------ Data for the task ------

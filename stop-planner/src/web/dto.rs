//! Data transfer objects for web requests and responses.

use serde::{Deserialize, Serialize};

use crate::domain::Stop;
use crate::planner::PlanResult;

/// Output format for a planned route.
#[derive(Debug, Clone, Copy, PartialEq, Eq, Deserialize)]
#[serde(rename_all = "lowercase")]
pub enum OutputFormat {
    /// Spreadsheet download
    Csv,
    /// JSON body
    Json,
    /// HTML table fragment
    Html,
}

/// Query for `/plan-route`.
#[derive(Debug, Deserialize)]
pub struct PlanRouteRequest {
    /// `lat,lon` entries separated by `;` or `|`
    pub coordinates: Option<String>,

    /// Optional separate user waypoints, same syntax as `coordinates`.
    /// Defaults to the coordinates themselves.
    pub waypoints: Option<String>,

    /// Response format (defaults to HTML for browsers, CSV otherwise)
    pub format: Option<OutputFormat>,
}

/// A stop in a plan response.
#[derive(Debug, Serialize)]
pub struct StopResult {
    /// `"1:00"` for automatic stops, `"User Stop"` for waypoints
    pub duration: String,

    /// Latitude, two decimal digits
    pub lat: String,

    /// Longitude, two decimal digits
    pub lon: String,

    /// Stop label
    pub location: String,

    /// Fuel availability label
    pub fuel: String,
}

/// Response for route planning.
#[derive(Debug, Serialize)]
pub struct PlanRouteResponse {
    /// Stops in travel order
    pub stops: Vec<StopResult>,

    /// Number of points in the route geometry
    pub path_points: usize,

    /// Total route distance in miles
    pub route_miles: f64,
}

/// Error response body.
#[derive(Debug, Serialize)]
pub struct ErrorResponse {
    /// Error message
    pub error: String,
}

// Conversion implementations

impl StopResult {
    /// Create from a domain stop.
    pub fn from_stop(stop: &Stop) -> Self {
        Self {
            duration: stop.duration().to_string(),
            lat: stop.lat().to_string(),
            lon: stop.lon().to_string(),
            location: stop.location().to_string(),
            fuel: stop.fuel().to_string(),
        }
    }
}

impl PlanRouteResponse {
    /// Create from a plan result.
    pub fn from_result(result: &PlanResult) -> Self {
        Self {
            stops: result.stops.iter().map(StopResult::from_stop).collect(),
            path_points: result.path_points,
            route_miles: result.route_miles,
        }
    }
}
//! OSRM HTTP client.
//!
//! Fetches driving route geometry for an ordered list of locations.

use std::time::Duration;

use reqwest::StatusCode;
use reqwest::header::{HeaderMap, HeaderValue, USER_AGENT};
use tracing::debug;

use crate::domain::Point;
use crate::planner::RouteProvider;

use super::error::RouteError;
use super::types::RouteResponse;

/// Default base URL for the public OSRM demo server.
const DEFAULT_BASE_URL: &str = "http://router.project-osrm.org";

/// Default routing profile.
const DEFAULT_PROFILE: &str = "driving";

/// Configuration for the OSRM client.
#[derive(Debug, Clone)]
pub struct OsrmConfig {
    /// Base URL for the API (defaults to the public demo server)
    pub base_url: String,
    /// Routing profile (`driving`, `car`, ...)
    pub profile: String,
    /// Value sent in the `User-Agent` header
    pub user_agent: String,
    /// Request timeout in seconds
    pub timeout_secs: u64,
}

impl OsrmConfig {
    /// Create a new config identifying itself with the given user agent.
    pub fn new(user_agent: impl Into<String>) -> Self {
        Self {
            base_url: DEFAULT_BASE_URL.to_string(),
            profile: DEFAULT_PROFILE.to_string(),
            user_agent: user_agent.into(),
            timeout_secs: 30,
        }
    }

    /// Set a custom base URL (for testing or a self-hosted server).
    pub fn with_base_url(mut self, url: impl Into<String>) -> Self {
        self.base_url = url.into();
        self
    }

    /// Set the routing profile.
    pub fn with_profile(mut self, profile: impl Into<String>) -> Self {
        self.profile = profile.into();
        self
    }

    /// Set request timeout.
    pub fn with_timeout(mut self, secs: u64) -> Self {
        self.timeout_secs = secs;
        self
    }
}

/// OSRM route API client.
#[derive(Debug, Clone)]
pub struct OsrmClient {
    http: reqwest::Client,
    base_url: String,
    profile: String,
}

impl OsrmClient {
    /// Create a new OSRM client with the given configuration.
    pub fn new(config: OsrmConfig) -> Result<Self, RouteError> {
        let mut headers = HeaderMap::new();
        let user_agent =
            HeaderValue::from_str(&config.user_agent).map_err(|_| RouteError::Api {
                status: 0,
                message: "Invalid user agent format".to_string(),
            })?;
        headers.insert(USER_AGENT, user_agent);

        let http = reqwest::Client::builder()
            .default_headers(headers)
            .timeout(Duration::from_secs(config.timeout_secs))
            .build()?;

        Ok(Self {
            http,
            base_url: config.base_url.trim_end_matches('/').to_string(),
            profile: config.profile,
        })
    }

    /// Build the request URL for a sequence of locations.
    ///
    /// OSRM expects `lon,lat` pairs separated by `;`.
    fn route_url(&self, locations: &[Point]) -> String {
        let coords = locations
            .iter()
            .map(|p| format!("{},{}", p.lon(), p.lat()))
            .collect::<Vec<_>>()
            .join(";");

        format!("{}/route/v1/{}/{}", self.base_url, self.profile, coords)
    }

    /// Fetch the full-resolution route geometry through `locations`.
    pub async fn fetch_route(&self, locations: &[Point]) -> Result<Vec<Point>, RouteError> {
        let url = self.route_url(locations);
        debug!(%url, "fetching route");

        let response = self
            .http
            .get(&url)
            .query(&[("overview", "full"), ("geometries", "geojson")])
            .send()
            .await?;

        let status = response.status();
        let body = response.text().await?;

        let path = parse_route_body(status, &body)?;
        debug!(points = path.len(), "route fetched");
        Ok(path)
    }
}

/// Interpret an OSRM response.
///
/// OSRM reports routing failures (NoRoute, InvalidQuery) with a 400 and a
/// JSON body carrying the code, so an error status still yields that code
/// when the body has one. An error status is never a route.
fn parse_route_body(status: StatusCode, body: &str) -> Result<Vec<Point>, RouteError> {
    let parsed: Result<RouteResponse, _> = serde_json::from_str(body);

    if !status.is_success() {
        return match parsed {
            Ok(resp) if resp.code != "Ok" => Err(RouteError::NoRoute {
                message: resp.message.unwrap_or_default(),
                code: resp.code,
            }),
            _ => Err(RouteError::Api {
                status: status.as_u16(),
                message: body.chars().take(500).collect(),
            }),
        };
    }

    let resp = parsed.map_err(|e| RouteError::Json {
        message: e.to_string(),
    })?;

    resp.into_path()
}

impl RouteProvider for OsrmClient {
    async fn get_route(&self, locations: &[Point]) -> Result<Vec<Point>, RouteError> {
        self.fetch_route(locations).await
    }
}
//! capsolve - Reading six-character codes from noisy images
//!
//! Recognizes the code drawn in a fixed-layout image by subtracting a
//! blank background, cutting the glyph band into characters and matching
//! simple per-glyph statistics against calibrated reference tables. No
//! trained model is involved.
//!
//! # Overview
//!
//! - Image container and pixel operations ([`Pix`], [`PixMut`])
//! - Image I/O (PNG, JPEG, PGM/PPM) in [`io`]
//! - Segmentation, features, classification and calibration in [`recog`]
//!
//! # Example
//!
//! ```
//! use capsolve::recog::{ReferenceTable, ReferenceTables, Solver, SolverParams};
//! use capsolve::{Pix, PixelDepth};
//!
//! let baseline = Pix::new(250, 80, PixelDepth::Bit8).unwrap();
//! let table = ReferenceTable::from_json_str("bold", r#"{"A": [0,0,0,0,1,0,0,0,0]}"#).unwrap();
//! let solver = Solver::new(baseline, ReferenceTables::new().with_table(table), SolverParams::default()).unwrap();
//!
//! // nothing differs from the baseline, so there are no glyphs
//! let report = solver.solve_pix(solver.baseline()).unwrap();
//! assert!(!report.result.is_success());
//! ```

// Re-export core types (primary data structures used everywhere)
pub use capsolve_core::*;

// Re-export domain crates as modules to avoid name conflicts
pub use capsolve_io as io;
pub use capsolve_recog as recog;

------

— What you are asked to do —
Review the entries above and return every line where "Deserialize" appears.

— Result below —
use serde::{Deserialize, Serialize};
#[derive(Debug, Clone, Copy, PartialEq, Eq, Deserialize)]
#[derive(Debug, Deserialize)]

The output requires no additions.